Provided records: Begin
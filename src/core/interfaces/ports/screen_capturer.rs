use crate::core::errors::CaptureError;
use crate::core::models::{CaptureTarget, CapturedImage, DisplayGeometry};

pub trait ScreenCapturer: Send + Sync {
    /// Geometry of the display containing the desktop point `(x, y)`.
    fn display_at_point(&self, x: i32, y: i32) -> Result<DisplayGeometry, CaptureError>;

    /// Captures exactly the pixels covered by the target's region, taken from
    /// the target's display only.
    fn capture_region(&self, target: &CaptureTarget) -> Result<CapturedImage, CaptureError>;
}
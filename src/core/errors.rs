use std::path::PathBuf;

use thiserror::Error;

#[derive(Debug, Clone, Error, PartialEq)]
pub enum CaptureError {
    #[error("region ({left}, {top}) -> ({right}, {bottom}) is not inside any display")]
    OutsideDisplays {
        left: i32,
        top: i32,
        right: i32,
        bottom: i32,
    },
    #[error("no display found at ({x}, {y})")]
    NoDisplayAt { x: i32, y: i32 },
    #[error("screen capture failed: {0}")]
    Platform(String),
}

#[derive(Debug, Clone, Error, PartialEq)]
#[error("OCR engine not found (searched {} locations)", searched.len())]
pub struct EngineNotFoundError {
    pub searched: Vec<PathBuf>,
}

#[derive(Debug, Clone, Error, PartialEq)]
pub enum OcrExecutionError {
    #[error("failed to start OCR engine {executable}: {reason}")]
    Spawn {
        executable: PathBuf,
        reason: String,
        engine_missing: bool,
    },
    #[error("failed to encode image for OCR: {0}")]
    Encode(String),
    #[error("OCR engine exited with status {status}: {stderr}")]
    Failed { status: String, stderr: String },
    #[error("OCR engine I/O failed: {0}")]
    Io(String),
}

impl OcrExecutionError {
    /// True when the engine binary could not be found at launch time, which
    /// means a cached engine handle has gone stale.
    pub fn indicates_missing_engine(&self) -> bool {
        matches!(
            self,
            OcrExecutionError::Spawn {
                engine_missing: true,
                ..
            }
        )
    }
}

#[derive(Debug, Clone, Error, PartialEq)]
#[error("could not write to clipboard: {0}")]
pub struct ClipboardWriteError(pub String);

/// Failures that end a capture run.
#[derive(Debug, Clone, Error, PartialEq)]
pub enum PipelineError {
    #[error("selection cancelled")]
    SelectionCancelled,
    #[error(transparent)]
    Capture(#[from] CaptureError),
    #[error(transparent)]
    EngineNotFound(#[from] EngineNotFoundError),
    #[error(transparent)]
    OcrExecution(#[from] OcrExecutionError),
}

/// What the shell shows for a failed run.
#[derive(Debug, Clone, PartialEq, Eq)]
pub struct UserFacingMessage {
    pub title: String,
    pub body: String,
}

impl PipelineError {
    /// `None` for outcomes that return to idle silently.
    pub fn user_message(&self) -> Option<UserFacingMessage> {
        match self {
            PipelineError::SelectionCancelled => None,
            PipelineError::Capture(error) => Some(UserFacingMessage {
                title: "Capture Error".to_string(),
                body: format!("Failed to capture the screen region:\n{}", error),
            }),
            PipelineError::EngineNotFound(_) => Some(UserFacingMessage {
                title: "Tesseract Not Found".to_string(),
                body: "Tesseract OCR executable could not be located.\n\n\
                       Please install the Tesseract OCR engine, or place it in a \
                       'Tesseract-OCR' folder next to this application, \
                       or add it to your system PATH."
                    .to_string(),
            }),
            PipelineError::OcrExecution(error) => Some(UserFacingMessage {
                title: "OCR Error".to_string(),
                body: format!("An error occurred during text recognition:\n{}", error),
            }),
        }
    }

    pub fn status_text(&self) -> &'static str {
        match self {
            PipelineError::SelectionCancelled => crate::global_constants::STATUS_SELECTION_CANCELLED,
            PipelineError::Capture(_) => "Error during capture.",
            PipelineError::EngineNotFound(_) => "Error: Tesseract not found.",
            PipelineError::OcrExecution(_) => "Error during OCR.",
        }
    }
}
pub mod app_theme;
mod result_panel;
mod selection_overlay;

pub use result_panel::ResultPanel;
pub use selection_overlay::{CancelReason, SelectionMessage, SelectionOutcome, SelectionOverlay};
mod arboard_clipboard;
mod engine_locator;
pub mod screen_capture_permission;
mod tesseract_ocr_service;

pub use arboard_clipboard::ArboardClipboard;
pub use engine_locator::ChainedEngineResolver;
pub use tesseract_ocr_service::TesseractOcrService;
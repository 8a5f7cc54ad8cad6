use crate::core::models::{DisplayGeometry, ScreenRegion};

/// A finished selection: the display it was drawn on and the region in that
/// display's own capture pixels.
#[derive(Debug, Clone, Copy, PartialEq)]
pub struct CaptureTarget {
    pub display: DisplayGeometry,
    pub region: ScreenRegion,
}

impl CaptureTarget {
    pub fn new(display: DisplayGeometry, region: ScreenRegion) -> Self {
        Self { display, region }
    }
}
Provided records: End
(Exercise description): Reproduce each line above exactly.

(Problem solution):
filename src/core/interfaces/ports/screen_capturer.rs
use crate::core::errors::CaptureError;
use crate::core::models::{CaptureTarget, CapturedImage, DisplayGeometry};

pub trait ScreenCapturer: Send + Sync {
    /// Geometry of the display containing the desktop point `(x, y)`.
    fn display_at_point(&self, x: i32, y: i32) -> Result<DisplayGeometry, CaptureError>;

    /// Captures exactly the pixels covered by the target's region, taken from
    /// the target's display only.
    fn capture_region(&self, target: &CaptureTarget) -> Result<CapturedImage, CaptureError>;
}
filename src/core/errors.rs
use std::path::PathBuf;

use thiserror::Error;

#[derive(Debug, Clone, Error, PartialEq)]
pub enum CaptureError {
    #[error("region ({left}, {top}) -> ({right}, {bottom}) is not inside any display")]
    OutsideDisplays {
        left: i32,
        top: i32,
        right: i32,
        bottom: i32,
    },
    #[error("no display found at ({x}, {y})")]
    NoDisplayAt { x: i32, y: i32 },
    #[error("screen capture failed: {0}")]
    Platform(String),
}

#[derive(Debug, Clone, Error, PartialEq)]
#[error("OCR engine not found (searched {} locations)", searched.len())]
pub struct EngineNotFoundError {
    pub searched: Vec<PathBuf>,
}

#[derive(Debug, Clone, Error, PartialEq)]
pub enum OcrExecutionError {
    #[error("failed to start OCR engine {executable}: {reason}")]
    Spawn {
        executable: PathBuf,
        reason: String,
        engine_missing: bool,
    },
    #[error("failed to encode image for OCR: {0}")]
    Encode(String),
    #[error("OCR engine exited with status {status}: {stderr}")]
    Failed { status: String, stderr: String },
    #[error("OCR engine I/O failed: {0}")]
    Io(String),
}

impl OcrExecutionError {
    /// True when the engine binary could not be found at launch time, which
    /// means a cached engine handle has gone stale.
    pub fn indicates_missing_engine(&self) -> bool {
        matches!(
            self,
            OcrExecutionError::Spawn {
                engine_missing: true,
                ..
            }
        )
    }
}

#[derive(Debug, Clone, Error, PartialEq)]
#[error("could not write to clipboard: {0}")]
pub struct ClipboardWriteError(pub String);

/// Failures that end a capture run.
#[derive(Debug, Clone, Error, PartialEq)]
pub enum PipelineError {
    #[error("selection cancelled")]
    SelectionCancelled,
    #[error(transparent)]
    Capture(#[from] CaptureError),
    #[error(transparent)]
    EngineNotFound(#[from] EngineNotFoundError),
    #[error(transparent)]
    OcrExecution(#[from] OcrExecutionError),
}

/// What the shell shows for a failed run.
#[derive(Debug, Clone, PartialEq, Eq)]
pub struct UserFacingMessage {
    pub title: String,
    pub body: String,
}

impl PipelineError {
    /// `None` for outcomes that return to idle silently.
    pub fn user_message(&self) -> Option<UserFacingMessage> {
        match self {
            PipelineError::SelectionCancelled => None,
            PipelineError::Capture(error) => Some(UserFacingMessage {
                title: "Capture Error".to_string(),
                body: format!("Failed to capture the screen region:\n{}", error),
            }),
            PipelineError::EngineNotFound(_) => Some(UserFacingMessage {
                title: "Tesseract Not Found".to_string(),
                body: "Tesseract OCR executable could not be located.\n\n\
                       Please install the Tesseract OCR engine, or place it in a \
                       'Tesseract-OCR' folder next to this application, \
                       or add it to your system PATH."
                    .to_string(),
            }),
            PipelineError::OcrExecution(error) => Some(UserFacingMessage {
                title: "OCR Error".to_string(),
                body: format!("An error occurred during text recognition:\n{}", error),
            }),
        }
    }

    pub fn status_text(&self) -> &'static str {
        match self {
            PipelineError::SelectionCancelled => crate::global_constants::STATUS_SELECTION_CANCELLED,
            PipelineError::Capture(_) => "Error during capture.",
            PipelineError::EngineNotFound(_) => "Error: Tesseract not found.",
            PipelineError::OcrExecution(_) => "Error during OCR.",
        }
    }
}
pub mod app_theme;
mod result_panel;
mod selection_overlay;

pub use result_panel::ResultPanel;
pub use selection_overlay::{CancelReason, SelectionMessage, SelectionOutcome, SelectionOverlay};
mod arboard_clipboard;
mod engine_locator;
pub mod screen_capture_permission;
mod tesseract_ocr_service;

pub use arboard_clipboard::ArboardClipboard;
pub use engine_locator::ChainedEngineResolver;
pub use tesseract_ocr_service::TesseractOcrService;
repository 8a5f7cc54ad8cad6
use crate::core::models::{DisplayGeometry, ScreenRegion};

/// A finished selection: the display it was drawn on and the region in that
/// display's own capture pixels.
#[derive(Debug, Clone, Copy, PartialEq)]
pub struct CaptureTarget {
    pub display: DisplayGeometry,
    pub region: ScreenRegion,
}

impl CaptureTarget {
    pub fn new(display: DisplayGeometry, region: ScreenRegion) -> Self {
        Self { display, region }
    }
}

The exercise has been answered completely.